Paper No. 0
Presentation Time: 9:30 AM
DOWN-CORE SEDIMENT NITROGEN ISOTOPE RATIO AT MM-SCALE RESOLUTION: EXPLORING THE LINKAGE BETWEEN ARABIAN SEA DENITRIFICATION AND MILLENNIAL-SCALE CLIMATE CHANGE
In the Arabian Sea and other regions with intense oxygen minimum zones, sediment nitrogen isotopic ratio can be used as a proxy for water column denitrification intensity, both present and past. Prior studies have shown Arabian Sea denitrification to vary with high fidelity with climate change on orbital to millennial times scales over the late Quaternary. Mechanistic linkages likely involve the strength of the S. Asian monsoon and the oceanic biological production it stimulates via upwelling of nutrient-rich waters.
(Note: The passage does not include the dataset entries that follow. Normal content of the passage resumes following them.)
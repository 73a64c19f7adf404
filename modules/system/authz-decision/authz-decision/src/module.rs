//! Wiring: builds the clients from config and hands out gates.

use std::sync::Arc;

use anyhow::{Context, bail};
use secrecy::ExposeSecret;

use authz_decision_sdk::{AuthDecisionClient, UserManagementClient};

use crate::config::AuthzDecisionConfig;
use crate::domain::{
    CredentialExtractor, HttpAuthDecisionClient, HttpUserManagementClient, IdentityResolver,
    JwtIdentityResolver, SessionTokenIssuer,
};
#[allow(deprecated)]
use crate::gate::LegacyAdminGate;
use crate::gate::{
    DecisionConfigSource, DecisionMiddleware, IdentityGate, PermissionGate, PermissionInput,
    RequireUserIdGate, SharedGate, UnconditionalDecisionGate,
};

/// Factory for every gate, sharing one PDP client, one identity resolver and
/// one user-management client.
#[derive(Clone)]
pub struct DecisionGates {
    client: Arc<dyn AuthDecisionClient>,
    identity: Arc<dyn IdentityResolver>,
    users: Arc<dyn UserManagementClient>,
    credentials: CredentialExtractor,
}

impl DecisionGates {
    #[must_use]
    pub fn new(
        client: Arc<dyn AuthDecisionClient>,
        identity: Arc<dyn IdentityResolver>,
        users: Arc<dyn UserManagementClient>,
    ) -> Self {
        Self {
            client,
            identity,
            users,
            credentials: CredentialExtractor::default(),
        }
    }

    #[must_use]
    pub fn with_credentials(mut self, credentials: CredentialExtractor) -> Self {
        self.credentials = credentials;
        self
    }

    /// Build the HTTP clients and the JWT resolver from config.
    ///
    /// # Errors
    /// Fails if the JWT secret is empty, the session header is invalid or a
    /// service base URL is unusable.
    pub fn from_config(cfg: &AuthzDecisionConfig) -> anyhow::Result<Self> {
        if cfg.identity.jwt_secret.expose_secret().is_empty() {
            bail!("identity.jwt_secret must be set");
        }
        let credentials = CredentialExtractor::new(&cfg.identity.session_header)
            .context("invalid identity.session_header")?;

        let mut resolver = JwtIdentityResolver::new(&cfg.identity.jwt_secret, credentials.clone());
        if let Some(audience) = &cfg.identity.audience {
            resolver = resolver.with_audience(audience);
        }

        let client = HttpAuthDecisionClient::new(&cfg.pdp, credentials.session_header().clone())
            .context("invalid pdp.base_url")?;
        let users = HttpUserManagementClient::new(
            &cfg.user_management,
            SessionTokenIssuer::new(&cfg.identity.jwt_secret),
            credentials.session_header().clone(),
        )
        .context("invalid user_management.base_url")?;

        tracing::info!(
            pdp = %client.decision_url(),
            timeout_ms = cfg.pdp.timeout_ms,
            session_header = %credentials.session_header(),
            "authz decision gates configured"
        );

        Ok(Self::new(Arc::new(client), Arc::new(resolver), Arc::new(users))
            .with_credentials(credentials))
    }

    #[must_use]
    pub fn client(&self) -> Arc<dyn AuthDecisionClient> {
        Arc::clone(&self.client)
    }

    /// `withAuthDecision`: store the decision, conditional or not, and continue.
    #[must_use]
    pub fn with_auth_decision(&self, source: impl Into<DecisionConfigSource>) -> SharedGate {
        Arc::new(
            DecisionMiddleware::new(self.client(), source)
                .with_identity_resolver(Arc::clone(&self.identity))
                .with_credentials(self.credentials.clone()),
        )
    }

    /// `requireUnconditionalAuthDecision`.
    #[must_use]
    pub fn require_unconditional_auth_decision(
        &self,
        source: impl Into<DecisionConfigSource>,
        required_outcome: bool,
    ) -> SharedGate {
        Arc::new(
            UnconditionalDecisionGate::new(self.client(), source, required_outcome)
                .with_identity_resolver(Arc::clone(&self.identity))
                .with_credentials(self.credentials.clone()),
        )
    }

    /// `requirePermission`.
    #[must_use]
    pub fn require_permission(
        &self,
        operation_uri: impl Into<String>,
        input: PermissionInput,
    ) -> SharedGate {
        Arc::new(
            PermissionGate::new(self.client(), operation_uri, input)
                .with_identity_resolver(Arc::clone(&self.identity))
                .with_credentials(self.credentials.clone()),
        )
    }

    /// `getUserId`.
    #[must_use]
    pub fn get_user_id(&self) -> SharedGate {
        Arc::new(IdentityGate::new(Arc::clone(&self.identity)))
    }

    /// `requireUserId`.
    #[must_use]
    pub fn require_user_id(&self) -> SharedGate {
        Arc::new(RequireUserIdGate::new(Arc::clone(&self.identity)))
    }

    /// `mustBeAdmin`.
    #[deprecated(note = "legacy admin check; use `require_permission` instead")]
    #[must_use]
    #[allow(deprecated)]
    pub fn must_be_admin(&self) -> SharedGate {
        Arc::new(LegacyAdminGate::new(
            Arc::clone(&self.identity),
            Arc::clone(&self.users),
        ))
    }
}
To investigate in detail the relationship between the record for Arabian Sea denitrification and and climate change records, high accumulation rate cores (10 to 20 cm/kyr) from the Oman Margin have been analyzed initially at 1 to 5 cm resolution and subsequently at mm-scale resolution across selected intervals. At the coarser scale, nitrogen isotopic ratio is closely linked to the millennial-scale D-O events recorded in the Greenland ice core record for N. Hemisphere climate change. During warm interstadial D-O events, increased nitrogen isotopic ratio indicates more intense denitrification. Several of these events were analyzed at 2 mm intervals to achieve decadal resolution. For interstadial#11 (~42.5 kyr b.p.), there was a rapid 2 per mil increase in d15N over 1.6 cm or <100 yr that accounted for most of the rise and dramatically records the rapid alteration of this system during warm interstadial onset. Smaller mm-scale events also occurred throughout the section demonstrating the capability of this core for recording decadal–scale events that may have modern analogues. Sediment chlorin concentration and %N were used as productivity proxies and showed the rise in d15N to be associated with increased production and presumably increased monsoonal upwelling. Refinements in core chronology have the potential for determining whether D-O events were initiated at low or high latitudes.